Realistic economic design of Shewhart control charts in the presence of multiple independent assignable causes using Burr-XII shock model

Document Type : Original Scientific Paper

Authors

Department of Statistics‎, ‎Allameh Tabataba'i University‎, ‎Tehran‎, ‎Iran

Abstract

This study proposes a novel framework for the realistic economic design of Shewhart control charts, addressing a critical yet overlooked limitation in traditional economic design models. Unlike classical approaches, the realistic economic design model explicitly incorporates the probability that no new assignable causes arise after the first assignable cause appears within a quality cycle an event previously assumed to be deterministic, despite its unrealistic nature in dynamic industrial environments.

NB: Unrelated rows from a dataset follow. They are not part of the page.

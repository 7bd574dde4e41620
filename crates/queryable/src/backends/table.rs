//! Table-storage dialect.
//!
//! Table storage types its literals (`datetime'...'`, `42L`, `2.0`), keeps
//! every row identity in string `PartitionKey`/`RowKey` columns, and cannot
//! sort. The dialect installs [`OrdinalComparison`] for string range filters
//! and stringifies constants compared with substitute key fields.

use std::sync::Arc;

use chrono::{DateTime, FixedOffset};
use serde::{Deserialize, Serialize};

use crate::compiler::{FilterCompiler, LiteralFormatter, OrdinalComparison, iso_8601};
use crate::config::DataSettings;
use crate::error::{QueryResult, ValidationError};
use crate::metadata::{ContainerKind, Entity, KeyRole};
use crate::query::{QueryContext, Queryable};

const PROVIDER: &str = "table storage";

/// Table-storage literal rules.
#[derive(Debug, Clone, Copy, Default)]
pub struct TableLiteralFormatter;

impl LiteralFormatter for TableLiteralFormatter {
    fn name(&self) -> &'static str {
        "table"
    }

    fn format_date_time(&self, value: &DateTime<FixedOffset>) -> String {
        format!("datetime'{}'", iso_8601(value))
    }

    fn format_long(&self, value: i64) -> String {
        format!("{}L", value)
    }

    fn format_double(&self, value: f64) -> String {
        let text = value.to_string();
        if text.contains(['.', 'e', 'E']) {
            text
        } else {
            format!("{}.0", text)
        }
    }

    // Table storage has no literal for non-finite doubles.
    fn format_non_finite(&self, _value: f64) -> Option<String> {
        None
    }
}

impl FilterCompiler {
    /// The table-storage dialect.
    pub fn table() -> Self {
        Self::new(Arc::new(TableLiteralFormatter))
            .with_extension(Arc::new(OrdinalComparison))
            .with_key_stringification(true)
    }
}

impl QueryContext {
    /// Creates a context for table storage.
    pub fn table(settings: DataSettings) -> Self {
        Self::new(FilterCompiler::table()).with_settings(settings)
    }
}

/// A table query ready for transport.
#[derive(Debug, Clone, PartialEq, Eq, Serialize, Deserialize)]
pub struct TableRequest {
    /// Target table.
    pub table: String,

    /// Filter compiled from the descriptor.
    pub filter: Option<String>,

    /// Projected columns.
    pub select: Vec<String>,

    /// Items to return.
    pub top: Option<i64>,

    /// Items to skip. The service has no skip, so providers apply it while
    /// reading segments.
    pub skip: i64,

    /// Partition key every row of the entity shares, if declared.
    pub partition_key: Option<String>,

    /// Row key every row of the entity shares, if declared.
    pub row_key: Option<String>,
}

impl TableRequest {
    /// Describes the request for a descriptor.
    ///
    /// Fails with [`ValidationError::UnsupportedByProvider`] when the
    /// descriptor has sort keys.
    pub fn from_query<E: Entity>(query: &Queryable<E>) -> QueryResult<Self> {
        if !query.order().is_empty() {
            return Err(ValidationError::UnsupportedByProvider {
                provider: PROVIDER,
                feature: "ordering",
            }
            .into());
        }

        let metadata = query.metadata();
        let table = metadata.container_name(query.context().settings(), ContainerKind::Table)?;

        Ok(Self {
            table,
            filter: query.filter_string().map(str::to_string),
            select: query.selected().to_vec(),
            top: query.take_value(),
            skip: query.skip_value(),
            partition_key: metadata.partition_key().map(str::to_string),
            row_key: metadata.row_key().map(str::to_string),
        })
    }

    /// Returns the clause pinning the declared fixed keys, if any.
    pub fn key_filter(&self) -> Option<String> {
        let formatter = TableLiteralFormatter;
        let clauses: Vec<String> = [
            (KeyRole::Partition, &self.partition_key),
            (KeyRole::Row, &self.row_key),
        ]
        .into_iter()
        .filter_map(|(role, value)| {
            value.as_ref().map(|v| {
                format!("{} eq {}", role.storage_name(), formatter.format_string(v))
            })
        })
        .collect();

        (!clauses.is_empty()).then(|| clauses.join(" and "))
    }

    /// Returns the filter to send: the fixed-key clause AND-combined with
    /// the descriptor's filter.
    pub fn effective_filter(&self) -> Option<String> {
        match (self.key_filter(), &self.filter) {
            (Some(keys), Some(filter)) => Some(format!("({}) and {}", keys, filter)),
            (Some(keys), None) => Some(keys),
            (None, filter) => filter.clone(),
        }
    }
}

By integrating the flexible Burr-XII shock model, which accommodates various hazard rate behaviors (increasing, decreasing, constant, unimodal, and U-shaped), the proposed model offers a more accurate and practical tool for economic decision-making in process monitoring. The approach extends the widely cited Lorenzen and Vance (1986) framework, enabling a more comprehensive analysis of control chart performance under multiple independent assignable causes. Numerical results demonstrate that models such as that of Saadatmelli et al. (2018), based on Duncan (1971) assumptions and Burr-XII failure times, substantially underestimate the average cost per unit time. This discrepancy highlights the importance of using more realistic frameworks like our model to ensure cost-effective quality control.